Considering the data collection and labeling cost in real-world applications, training a model with limited examples is an essential problem in machine learning, visual recognition, etc. Directly training a model on such few-shot learning (FSL) tasks falls into the over-fitting dilemma, which would turn to an effective task-level inductive bias as a key supervision. By treating the few-shot task as an entirety, extracting task-level pattern, and learning a task-agnostic model initialization, the model-agnostic meta-learning (MAML) framework enables the applications of various models on the FSL tasks. Given a training set with a few examples, MAML optimizes a model via fixed gradient descent steps from an initial point chosen beforehand.

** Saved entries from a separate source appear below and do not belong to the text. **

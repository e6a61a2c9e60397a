//! Integration tests for checkpoint recovery and concurrent writers
//!
//! These tests verify that instance state is always a replay of the
//! checkpoint chain:
//! - Resume from the file store after the process is gone
//! - One unreadable instance does not block recovery of the others
//! - Replay is deterministic and matches the live instance
//! - Concurrent advances never lose or duplicate a transition
//! - Cancellation aborts in-flight agents and is terminal
//! - Dispatch retries reuse one idempotency key

use std::sync::atomic::{AtomicU32, Ordering};
use std::sync::Arc;
use std::time::Duration;

use async_trait::async_trait;
use chrono::Utc;
use serde_json::{json, Value};
use tempfile::tempdir;

use leadflow_engine::lead::{default_registry, lead_pipeline, QUALIFY, RESEARCH};
use leadflow_engine::{
    replay, ActionRequest, ActionSink, Agent, AgentError, AgentInput, AgentRegistry, ApprovalConfig, Checkpoint, CheckpointStore,
    DeliveryReceipt, EngineConfig, Evaluation, FileCheckpointStore, InstanceStatus, MemoryCheckpointStore,
    RetryPolicy, SinkError, StageKind, Transition, WorkflowExecutor, WorkflowGraph, END,
};

fn ceo_lead(id: &str) -> Value {
    json!({
        "id": id,
        "title": "CEO",
        "email": "ceo@acme.io",
        "company": "Acme",
        "summary": "Logistics software",
        "headquarters": "Berlin",
        "employee_count": 250,
        "founded": 2015,
        "careers_url": "https://acme.io/careers",
        "tech_stack": ["Rust", "Postgres", "Kafka", "Kubernetes", "React"],
        "open_roles": 12,
        "hiring_departments": ["engineering"],
        "hiring_locations": ["Berlin"],
        "recent_news": [{"title": "Acme raises Series B"}],
        "hooks": ["Congrats on the Series B", "Saw the Kafka migration post"],
        "linkedin_url": "https://linkedin.com/in/ceo"
    })
}

fn lead_executor(store: Arc<dyn CheckpointStore>, config: EngineConfig) -> WorkflowExecutor {
    WorkflowExecutor::new(
        lead_pipeline().expect("Failed to build lead pipeline"),
        default_registry(&config),
        store,
        config,
    )
    .expect("Failed to create executor")
}

// =============================================================================
// Resume and Replay
// =============================================================================

/// An instance interrupted mid-pipeline resumes from the file store in a new executor
#[tokio::test]
async fn test_resume_from_file_store() {
    let dir = tempdir().expect("Failed to create temp dir");

    let id = {
        let store = Arc::new(FileCheckpointStore::new(dir.path(), true));
        let executor = lead_executor(store, EngineConfig::default());
        let id = executor.submit(ceo_lead("lead-resume")).await.expect("submit failed");
        assert_eq!(executor.advance(&id).await.expect("advance failed"), InstanceStatus::Running);
        assert_eq!(executor.advance(&id).await.expect("advance failed"), InstanceStatus::Running);
        id
    };

    let store = Arc::new(FileCheckpointStore::new(dir.path(), true));
    let executor = Arc::new(lead_executor(store, EngineConfig::default()));
    let before = executor.load(&id).await.expect("load failed");
    assert_eq!(before.version, 3);
    assert_eq!(before.cursor.as_deref(), Some("compose"));

    let resumed = executor.resume_all().await.expect("resume failed");
    assert_eq!(resumed.len(), 1);
    assert_eq!(resumed[0].0, id);
    assert_eq!(*resumed[0].1.as_ref().expect("run failed"), InstanceStatus::Completed);

    // Research and qualification are not repeated
    let instance = executor.load(&id).await.expect("load failed");
    assert_eq!(instance.visits(RESEARCH), 1);
    assert_eq!(instance.visits(QUALIFY), 1);

    // Nothing left to resume
    assert!(executor.resume_all().await.expect("resume failed").is_empty());
}

/// A directory left by an interrupted write and a chain that no longer decodes
/// do not stop recovery or the timeout sweep for healthy instances
#[tokio::test]
async fn test_resume_isolates_unreadable_instances() {
    let dir = tempdir().expect("Failed to create temp dir");
    let store = Arc::new(FileCheckpointStore::new(dir.path(), false));
    let config = EngineConfig::default().with_approval(
        ApprovalConfig::default()
            .with_threshold(100)
            .with_timeout(Duration::from_millis(20)),
    );
    let executor = Arc::new(lead_executor(store, config));
    let id = executor.submit(ceo_lead("lead-ok")).await.expect("submit failed");

    std::fs::create_dir(dir.path().join("lead-crashed")).expect("Failed to create dir");
    std::fs::create_dir(dir.path().join("lead-corrupt")).expect("Failed to create dir");
    std::fs::write(dir.path().join("lead-corrupt/checkpoint_00000001.ckpt"), b"not json")
        .expect("Failed to write file");

    let resumed = executor.resume_all().await.expect("resume failed");
    let ids: Vec<&str> = resumed.iter().map(|(id, _)| id.as_str()).collect();
    assert_eq!(ids, vec!["lead-corrupt", "lead-ok"]);
    assert!(resumed[0].1.is_err());
    assert_eq!(
        *resumed[1].1.as_ref().expect("run failed"),
        InstanceStatus::WaitingApproval
    );

    tokio::time::sleep(Duration::from_millis(50)).await;
    let swept = executor.sweep_timeouts().await.expect("sweep failed");
    assert_eq!(swept, vec![(id.clone(), InstanceStatus::Rejected)]);
    assert_eq!(
        executor.load(&id).await.expect("load failed").reason.as_deref(),
        Some("approval_timeout")
    );
}

/// Replaying the chain twice yields the same instance the executor loads
#[tokio::test]
async fn test_replay_matches_live_state() {
    let store = Arc::new(MemoryCheckpointStore::new());
    let executor = lead_executor(store.clone(), EngineConfig::default());
    let id = executor.submit(ceo_lead("lead-replay")).await.expect("submit failed");
    executor.run(&id).await.expect("run failed");

    let chain = store.chain(&id).await.expect("chain failed");
    let first = replay(&chain).expect("replay failed").expect("empty chain");
    let second = replay(&chain).expect("replay failed").expect("empty chain");
    assert_eq!(first, second);
    assert_eq!(first, executor.load(&id).await.expect("load failed"));

    // Every prefix of the chain replays to the state committed at that version
    for n in 1..=chain.len() {
        let partial = replay(&chain[..n]).expect("replay failed").expect("empty chain");
        assert_eq!(partial.version, n as u64);
        assert_eq!(partial.status, chain[n - 1].status);
    }
}

/// The audit range query returns checkpoints of every instance in time order
#[tokio::test]
async fn test_audit_range() {
    let executor = lead_executor(Arc::new(MemoryCheckpointStore::new()), EngineConfig::default());
    let start = Utc::now();
    let a = executor.submit(ceo_lead("lead-a")).await.expect("submit failed");
    let b = executor.submit(ceo_lead("lead-b")).await.expect("submit failed");
    executor.run(&a).await.expect("run failed");
    executor.run(&b).await.expect("run failed");
    let end = Utc::now() + chrono::Duration::seconds(1);

    let all = executor.audit_range(start, end).await.expect("range failed");
    let expected = executor.audit(&a).await.expect("audit failed").len() + executor.audit(&b).await.expect("audit failed").len();
    assert_eq!(all.len(), expected);
    assert!(all.windows(2).all(|w| w[0].timestamp <= w[1].timestamp));

    assert!(executor.audit_range(end, end).await.expect("range failed").is_empty());
}

// =============================================================================
// Concurrent Writers
// =============================================================================

/// Two writers advancing one instance commit contiguous versions without repeating a stage
#[tokio::test]
async fn test_concurrent_advance_no_lost_updates() {
    let store: Arc<dyn CheckpointStore> = Arc::new(MemoryCheckpointStore::new());
    let first = lead_executor(store.clone(), EngineConfig::default());
    let second = lead_executor(store.clone(), EngineConfig::default());
    let id = first.submit(ceo_lead("lead-race")).await.expect("submit failed");

    let (a, b) = tokio::join!(first.advance(&id), second.advance(&id));
    assert_eq!(a.expect("first advance failed"), InstanceStatus::Running);
    assert_eq!(b.expect("second advance failed"), InstanceStatus::Running);

    let chain = store.chain(&id).await.expect("chain failed");
    let versions: Vec<u64> = chain.iter().map(|c| c.version).collect();
    assert_eq!(versions, vec![1, 2, 3]);

    let instance = first.load(&id).await.expect("load failed");
    assert_eq!(instance.visits(RESEARCH), 1);
    assert_eq!(instance.visits(QUALIFY), 1);
}

/// A stale checkpoint is refused by the store
#[tokio::test]
async fn test_stale_append_conflicts() {
    let store = Arc::new(MemoryCheckpointStore::new());
    let executor = lead_executor(store.clone(), EngineConfig::default());
    let id = executor.submit(ceo_lead("lead-stale")).await.expect("submit failed");

    let stale = executor.load(&id).await.expect("load failed");
    executor.advance(&id).await.expect("advance failed");

    let mut next = stale.successor();
    next.reason = Some("stale writer".to_string());
    let err = store
        .append(&Checkpoint::snapshot(&next, Transition::Cancelled { reason: "stale".into() }))
        .await
        .expect_err("stale append succeeded");
    assert!(err.is_conflict());
    assert_eq!(store.latest_version(&id).await.expect("version failed"), Some(2));
}

/// Running many instances at once completes each of them independently
#[tokio::test]
async fn test_run_many() {
    let executor = Arc::new(lead_executor(Arc::new(MemoryCheckpointStore::new()), EngineConfig::default()));
    let mut ids = Vec::new();
    for n in 0..5 {
        ids.push(executor.submit(ceo_lead(&format!("lead-{n}"))).await.expect("submit failed"));
    }

    let results = executor.run_many(ids.clone()).await;
    assert_eq!(results.len(), 5);
    for (id, result) in results {
        assert_eq!(result.expect("run failed"), InstanceStatus::Completed, "{id}");
    }
}

// =============================================================================
// Cancellation
// =============================================================================

struct Stalled;

#[async_trait]
impl Agent for Stalled {
    fn id(&self) -> &str {
        "stalled"
    }

    async fn evaluate(&self, _input: &AgentInput) -> Result<Evaluation, AgentError> {
        tokio::time::sleep(Duration::from_secs(10)).await;
        Ok(Evaluation::produced(json!({})))
    }
}

/// Cancelling aborts the in-flight agent and leaves the instance failed
#[tokio::test]
async fn test_cancel_in_flight() {
    let graph = WorkflowGraph::new()
        .stage("slow", StageKind::agent("stalled"))
        .entry("slow")
        .edge("slow", END)
        .build()
        .expect("Failed to build graph");
    let store = Arc::new(MemoryCheckpointStore::new());
    let executor = Arc::new(
        WorkflowExecutor::new(
            graph,
            AgentRegistry::new().with_agent(Arc::new(Stalled)),
            store.clone(),
            EngineConfig::default(),
        )
        .expect("Failed to create executor"),
    );
    let id = executor.submit(json!({})).await.expect("submit failed");

    let runner = {
        let executor = Arc::clone(&executor);
        let id = id.clone();
        tokio::spawn(async move { executor.run(&id).await })
    };
    tokio::time::sleep(Duration::from_millis(50)).await;

    let status = executor.cancel(&id, "operator request").await.expect("cancel failed");
    assert_eq!(status, InstanceStatus::Failed);

    let finished = tokio::time::timeout(Duration::from_secs(2), runner)
        .await
        .expect("run did not stop after cancel")
        .expect("run task panicked")
        .expect("run failed");
    assert_eq!(finished, InstanceStatus::Failed);

    let chain = store.chain(&id).await.expect("chain failed");
    assert_eq!(chain.len(), 2);
    assert!(matches!(chain[1].transition, Transition::Cancelled { .. }));
}

// =============================================================================
// Dispatch Idempotency
// =============================================================================

/// Action sink that is unavailable for the first `failures` calls
struct FlakySink {
    failures: u32,
    calls: AtomicU32,
    keys: tokio::sync::Mutex<Vec<String>>,
}

#[async_trait]
impl ActionSink for FlakySink {
    async fn dispatch(&self, action: &ActionRequest) -> Result<DeliveryReceipt, SinkError> {
        let call = self.calls.fetch_add(1, Ordering::SeqCst);
        self.keys.lock().await.push(action.idempotency_key.clone());
        if call < self.failures {
            return Err(SinkError::Unavailable("crm returned 503".into()));
        }
        Ok(DeliveryReceipt {
            delivery_id: format!("crm-{call}"),
            delivered_at: Utc::now(),
        })
    }
}

/// Transient sink failures are retried with the same idempotency key
#[tokio::test]
async fn test_dispatch_retry_reuses_key() {
    let sink = Arc::new(FlakySink {
        failures: 2,
        calls: AtomicU32::new(0),
        keys: tokio::sync::Mutex::new(Vec::new()),
    });
    let config = EngineConfig::default()
        .with_retry_policy(RetryPolicy::new(3).with_backoff_base(Duration::from_millis(1)));
    let executor = lead_executor(Arc::new(MemoryCheckpointStore::new()), config).with_action_sink(sink.clone());

    let id = executor.submit(ceo_lead("lead-flaky")).await.expect("submit failed");
    assert_eq!(executor.run(&id).await.expect("run failed"), InstanceStatus::Completed);

    assert_eq!(sink.calls.load(Ordering::SeqCst), 3);
    let keys = sink.keys.lock().await.clone();
    assert!(keys.iter().all(|k| k == "lead-flaky:dispatch:1"));

    let instance = executor.load(&id).await.expect("load failed");
    let receipt = instance.output("dispatch").expect("no receipt");
    assert_eq!(receipt["delivery_id"], json!("crm-2"));
    assert_eq!(instance.result("dispatch").expect("no result").attempts, 3);
}

/// A rejecting sink fails the instance without retrying
#[tokio::test]
async fn test_dispatch_rejected_fails() {
    struct Rejecting;

    #[async_trait]
    impl ActionSink for Rejecting {
        async fn dispatch(&self, _action: &ActionRequest) -> Result<DeliveryReceipt, SinkError> {
            Err(SinkError::Rejected("invalid address".into()))
        }
    }

    let executor = lead_executor(Arc::new(MemoryCheckpointStore::new()), EngineConfig::default())
        .with_action_sink(Arc::new(Rejecting));
    let id = executor.submit(ceo_lead("lead-bounce")).await.expect("submit failed");
    assert_eq!(executor.run(&id).await.expect("run failed"), InstanceStatus::Failed);

    let instance = executor.load(&id).await.expect("load failed");
    assert!(instance.reason.as_ref().expect("no reason").contains("invalid address"));
    assert_eq!(instance.result("dispatch").expect("no result").attempts, 1);
}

Although this general framework possesses empirically satisfactory results, its initialization neglects the task-specific characteristics and aggravates the computational burden as well. In this manuscript, we propose our AdaptiVely InitiAlized Task OptimizeR (Aviator) approach for few-shot learning, which incorporates task context into the determination of the model initialization. This task-specific initialization facilitates the model optimization process so that it obtains high-quality model solutions efficiently. To this end, we decouple the model and apply a set transformation over the training set to determine the initial top-layer classifier. Re-parameterization of the first-order gradient descent approximation promotes the gradient back-propagation. Experiments on synthetic and benchmark data sets validate that our Aviator approach achieves the state-of-the-art performance, and visualization results demonstrate the task-adaptive features of our proposed Aviator method.